The final table can easily be exported to Word or as a PDF as described else where.

By examining the coefficients, the effect of the imputation compared with the complete case analysis can be clearly seen.

Other considerations

Omit the variable

Imputing factors with new level for missing data

Model the missing data

As above, if the variable does not appear to be important, it may be omitted from the analysis. A sensitivity analysis in this context is another form of imputation. But rather than using all other available information to best-guess the missing data, we simply assign the value as above. Imputation is therefore likely to be more appropriate.

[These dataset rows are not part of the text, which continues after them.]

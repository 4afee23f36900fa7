//! Adapter implementations of the metrics ports.

pub mod http;
pub mod memory;
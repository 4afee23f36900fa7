//! Ordered task list backing the current view.

use mockable::Clock;
use std::collections::HashSet;
use std::sync::{Arc, PoisonError, RwLock, RwLockReadGuard};

use crate::task::domain::{TaskId, TaskRecord, TaskRow};

/// Thread-safe, ordered collection of the task records currently shown.
///
/// The service's list is authoritative: [`TaskStore::replace_all`] drops any
/// provisional entries the payload does not contain. The one exception is a
/// task being deleted: from [`TaskStore::remove_local`] until the deletion
/// is rolled back, or until a list without it lands after confirmation, the
/// id stays hidden no matter which refetch arrives. Once the owning view
/// detaches, every write is discarded so late responses cannot mutate state.
#[derive(Debug, Clone, Default)]
pub struct TaskStore {
    state: Arc<RwLock<StoreState>>,
}

#[derive(Debug, Default)]
struct StoreState {
    records: Vec<TaskRecord>,
    /// Deletions sent but not yet answered.
    deleting: HashSet<TaskId>,
    /// Confirmed deletions not yet absent from an applied list.
    deleted: HashSet<TaskId>,
    detached: bool,
    revision: u64,
}

/// A record taken out by [`TaskStore::remove_local`], kept for rollback.
#[derive(Debug, Clone, PartialEq, Eq)]
pub struct RemovedTask {
    index: usize,
    record: TaskRecord,
}

impl RemovedTask {
    /// Returns the position the record occupied.
    #[must_use]
    pub const fn index(&self) -> usize {
        self.index
    }

    /// Returns the removed record.
    #[must_use]
    pub const fn record(&self) -> &TaskRecord {
        &self.record
    }
}

impl TaskStore {
    /// Creates an empty, attached store.
    #[must_use]
    pub fn new() -> Self {
        Self::default()
    }

    /// Runs `apply` against the state unless the store is detached.
    fn write<R>(&self, apply: impl FnOnce(&mut StoreState) -> R) -> Option<R> {
        let mut state = self.state.write().unwrap_or_else(PoisonError::into_inner);
        if state.detached {
            return None;
        }
        let result = apply(&mut state);
        state.revision += 1;
        Some(result)
    }

    fn read(&self) -> RwLockReadGuard<'_, StoreState> {
        self.state.read().unwrap_or_else(PoisonError::into_inner)
    }

    /// Replaces the whole list with an authoritative payload, keeping its
    /// order.
    ///
    /// Records whose deletion is in flight, or confirmed but still listed by
    /// a response that was sent earlier, are left out. Returns `false` when
    /// the store is detached and nothing changed.
    pub fn replace_all(&self, mut records: Vec<TaskRecord>) -> bool {
        self.write(|state| {
            state
                .deleted
                .retain(|id| records.iter().any(|record| &record.id == id));
            records.retain(|record| {
                !state.deleting.contains(&record.id) && !state.deleted.contains(&record.id)
            });
            state.records = records;
        })
        .is_some()
    }

    /// Prepends a provisional record.
    ///
    /// The record is not tracked; the next [`TaskStore::replace_all`]
    /// supersedes it. Returns `false` when the store is detached.
    pub fn insert_optimistic(&self, record: TaskRecord) -> bool {
        self.write(|state| {
            state.deleted.remove(&record.id);
            state.records.insert(0, record);
        })
        .is_some()
    }

    /// Removes every record with `id` immediately and keeps the id hidden
    /// until the deletion is confirmed or rolled back.
    ///
    /// Returns the first removed record and its position, or `None` when no
    /// record matched or the store is detached.
    pub fn remove_local(&self, id: &TaskId) -> Option<RemovedTask> {
        self.write(|state| {
            state.deleting.insert(id.clone());
            let index = state.records.iter().position(|record| &record.id == id)?;
            let record = state.records.remove(index);
            state.records.retain(|other| &other.id != id);
            Some(RemovedTask { index, record })
        })
        .flatten()
    }

    /// Records that the service accepted the deletion of `id`.
    ///
    /// The id stays hidden until an applied list no longer contains it, so
    /// a refetch answered before the deletion cannot bring it back. Returns
    /// `false` when the store is detached.
    pub fn confirm_removed(&self, id: &TaskId) -> bool {
        self.write(|state| {
            state.deleting.remove(id);
            state.deleted.insert(id.clone());
        })
        .is_some()
    }

    /// Stops hiding `id` after a failed deletion that had nothing to
    /// restore. The next refetch shows it again.
    ///
    /// Returns `false` when the store is detached.
    pub fn cancel_removal(&self, id: &TaskId) -> bool {
        self.write(|state| {
            state.deleting.remove(id);
        })
        .is_some()
    }

    /// Stops hiding the record and puts it back where it was.
    ///
    /// The record is not re-inserted when one with the same identifier is
    /// already present or the store is detached. Returns `true` when the
    /// record was re-inserted.
    pub fn restore(&self, removed: RemovedTask) -> bool {
        self.write(|state| {
            state.deleting.remove(&removed.record.id);
            if state
                .records
                .iter()
                .any(|record| record.id == removed.record.id)
            {
                return false;
            }
            let index = removed.index.min(state.records.len());
            state.records.insert(index, removed.record);
            true
        })
        .unwrap_or(false)
    }

    /// Marks the owning view as gone; all later writes are discarded.
    pub fn detach(&self) {
        self.state
            .write()
            .unwrap_or_else(PoisonError::into_inner)
            .detached = true;
    }

    /// Returns `true` once [`TaskStore::detach`] was called.
    #[must_use]
    pub fn is_detached(&self) -> bool {
        self.read().detached
    }

    /// Returns a copy of the records in display order.
    #[must_use]
    pub fn snapshot(&self) -> Vec<TaskRecord> {
        self.read().records.clone()
    }

    /// Returns `true` while `id` is hidden by a pending or confirmed
    /// deletion.
    #[must_use]
    pub fn is_hidden(&self, id: &TaskId) -> bool {
        let state = self.read();
        state.deleting.contains(id) || state.deleted.contains(id)
    }

    /// Returns `true` when a record with `id` is shown.
    #[must_use]
    pub fn contains(&self, id: &TaskId) -> bool {
        self.read().records.iter().any(|record| &record.id == id)
    }

    /// Returns the number of shown records.
    #[must_use]
    pub fn len(&self) -> usize {
        self.read().records.len()
    }

    /// Returns `true` when no record is shown.
    #[must_use]
    pub fn is_empty(&self) -> bool {
        self.read().records.is_empty()
    }

    /// Returns a counter bumped by every applied write.
    #[must_use]
    pub fn revision(&self) -> u64 {
        self.read().revision
    }

    /// Returns render rows with statuses derived against `clock`.
    #[must_use]
    pub fn rows(&self, clock: &impl Clock) -> Vec<TaskRow> {
        self.read()
            .records
            .iter()
            .map(|record| TaskRow {
                record: record.clone(),
                status: record.status(clock),
            })
            .collect()
    }
}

There is an alternative method to model the missing data for the categorical in this setting – just consider the missing data as a factor level. This has the advantage of simplicity, with the disadvantage of increasing the number of terms in the model. Multiple imputation is generally preferred.

library(dplyr)
colon_s %>%
mutate(
smoking_mar = forcats::fct_explicit_na(smoking_mar)
) %>%
finalfit(dependent, explanatory)
Dependent: Mortality 5 year Alive Died OR (univariable) OR (multivariable)
Age (years) Mean (SD) 59.8 (11.4) 59.9 (12.5) 1.00 (0.99-1.01, p=0.986) 1.01 (1.00-1.02, p=0.119)
Sex Female 243 (47.6) 194 (48.0) - -
Male 268 (52.4) 210 (52.0) 0.98 (0.76-1.27, p=0.889) 0.96 (0.72-1.30, p=0.809)
nodes Mean (SD) 2.7 (2.4) 4.9 (4.4) 1.24 (1.18-1.30, p

MNAR vs MAR

Missing not at random data is tough in healthcare. To determine if data are MNAR for definite, we need to know their value in a subset of observations (patients).

Using our example above. Say smoking status is poorly recorded in patients admitted to hospital as an emergency with an obstructing cancer. Obstructing bowel cancers may be larger or their position may make the prognosis worse. Smoking may relate to the aggressiveness of the cancer and may be an independent predictor of prognosis. The missing values for smoking may therefore not random. Smoking may be more common in the emergency patients and may be more common in those that die.

There is no easy way to handle this. If at all possible, try to get the missing data. Otherwise, take care when drawing conclusions from analyses where data are thought to be missing not at random.

Where to next

We are now doing more in Stan. Missing data can be imputed directly within a Stan model which feels neat. Stan doesn’t yet have the equivalent of NA which makes passing the data block into Stan a bit of a faff.

Alternatively, the missing data can be directly modelled in Stan. Examples are provided in the manual. Again, I haven’t found this that easy to do, but there are a number of Stan developments that will hopefully make this more straightforward in the future.